In this study the effects of temperature on growth, development and yolk
utilisation of Atlantic salmon during the endogenous feeding period were explored,
considering (1) the effect of the incubation temperature on larval growth; and (2) the
effect of temperature on embryonic mortality and thermal tolerance.

Materials and methods

Experimental eggs and alevins were obtained from a multiparental stock. Parent fish
were obtained from Autumn-run anadromous individuals captured in three neigh-
bouring rivers of Asturias (Northern Spain; rivers Narcea, Sella and Cares) and
reared until ripe in a river-fed hatchery (Aspro; Sella basin). As efficiency in yolk
utilisation is not constant throughout development (Marr, 1966; Hodson and Blunt,
1986; Heming and Buddington, 1988), we checked temperature effects at three
different stages, defined by the relative dry weight of yolk with respect to total dry
weight (i.e. yolk 1 body dry weights). The developmental stages considered were:
non-hatched embryos with 96.2% average yolk dry weight (hereafter ‘eggs’, even
though by the end of the experimental period they had hatched at all temperatures);
recently hatched alevins, 72.9% average yolk dry weight; and more developed
alevins, 20.6% average yolk dry weight (hereafter ‘alevin 1’ and ‘alevin 2’,
respectively). For the same reason, we delimited a short experimental time (8 days),
so avoiding the integration of periods with distinct developmental processes.
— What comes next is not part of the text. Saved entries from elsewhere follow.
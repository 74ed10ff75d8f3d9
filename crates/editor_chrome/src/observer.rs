// Copyright (c) 2026 Element Creations Ltd
//
// SPDX-License-Identifier: AGPL-3.0-only OR LicenseRef-Element-Commercial
// Please see LICENSE in the repository root for full details.

//! Derives the toolbar snapshot from selection changes.
//!
//! Recomputes on every document-state change and every native
//! selection-change event. While a pointer button is held the state is
//! frozen (a drag-selection would otherwise make the toolbar flicker);
//! pointer release always forces one final recomputation.

use tracing::trace;

use crate::{SelectionSnapshot, ToolbarState};

#[derive(Debug, Default)]
pub struct ToolbarObserver {
    state: ToolbarState,
    pointer_down: bool,
}

impl ToolbarObserver {
    pub fn new() -> ToolbarObserver {
        ToolbarObserver::default()
    }

    pub fn state(&self) -> &ToolbarState {
        &self.state
    }

    pub fn pointer_is_down(&self) -> bool {
        self.pointer_down
    }

    /// A pointer button (primary or secondary) went down on the editor
    /// root: hide the toolbar and suppress recomputation until release.
    pub fn pointer_pressed(&mut self) {
        self.pointer_down = true;
        self.state = ToolbarState::hidden();
    }

    /// The pointer button was released: recomputation is forced exactly
    /// once, regardless of the suppression flag.
    pub fn pointer_released(
        &mut self,
        snapshot: &SelectionSnapshot,
    ) -> &ToolbarState {
        self.pointer_down = false;
        self.recompute_now(snapshot)
    }

    /// A document-state change notification.
    pub fn document_changed(
        &mut self,
        snapshot: &SelectionSnapshot,
    ) -> &ToolbarState {
        self.recompute(snapshot)
    }

    /// A native selection-change event.
    pub fn selection_changed(
        &mut self,
        snapshot: &SelectionSnapshot,
    ) -> &ToolbarState {
        self.recompute(snapshot)
    }

    /// Recompute unless suppressed by a held pointer button.
    pub fn recompute(
        &mut self,
        snapshot: &SelectionSnapshot,
    ) -> &ToolbarState {
        if self.pointer_down {
            return &self.state;
        }
        self.recompute_now(snapshot)
    }

    fn recompute_now(
        &mut self,
        snapshot: &SelectionSnapshot,
    ) -> &ToolbarState {
        self.state = derive_state(snapshot);
        trace!(visible = self.state.visible, "toolbar state recomputed");
        &self.state
    }
}

/// Map a selection snapshot to the toolbar state it implies.
///
/// Visibility requires a non-collapsed selection whose anchor lies inside
/// the editable root and whose content is not purely whitespace. Anything
/// else resets to the canonical hidden default.
fn derive_state(snapshot: &SelectionSnapshot) -> ToolbarState {
    if !snapshot.anchor_in_root
        || snapshot.collapsed
        || snapshot.is_whitespace_only()
    {
        return ToolbarState::hidden();
    }

    ToolbarState {
        visible: true,
        formats: snapshot.formats,
        block_kind: snapshot.block_kind(),
        font_color: snapshot.font_color.clone(),
        background_color: snapshot.background_color.clone(),
    }
}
Eight target temperatures were considered (4, 7, 10, 12, 14, 16, 19 and 22 °C),
including the range of usual temperatures found in rivers of northern Spain
throughout the annual cycle. Actual mean (SD) temperatures, each achieved by
placement of a chiller or heater unit connected to a thermostat, were: 3.8 (0.1), 7.4
(0.4), 10.4 (0.5), 12.1 (1.0), 13.6 (0.2), 16.0 (1.4), 19.1 (0.7), and 22.2 (1.1). Water
temperature in the hatchery during the previous 2 months (including the period from
egg fertilisation to the start of the experiment), averaged 10.2 (0.9) °C, with a range
between 8–13 °C. For 5 days eggs and alevins were taken to the experimental
temperatures by slowly warming or cooling from the hatchery temperature.
For each temperature, twenty eyed eggs, seven ‘alevin 1’ (no more fish available)
and twenty ‘alevin 2’ were maintained in darkness in different I L polyethylene
vessels with mesh-covered lateral (0.5 mm light) and bottom (0.2 mm light)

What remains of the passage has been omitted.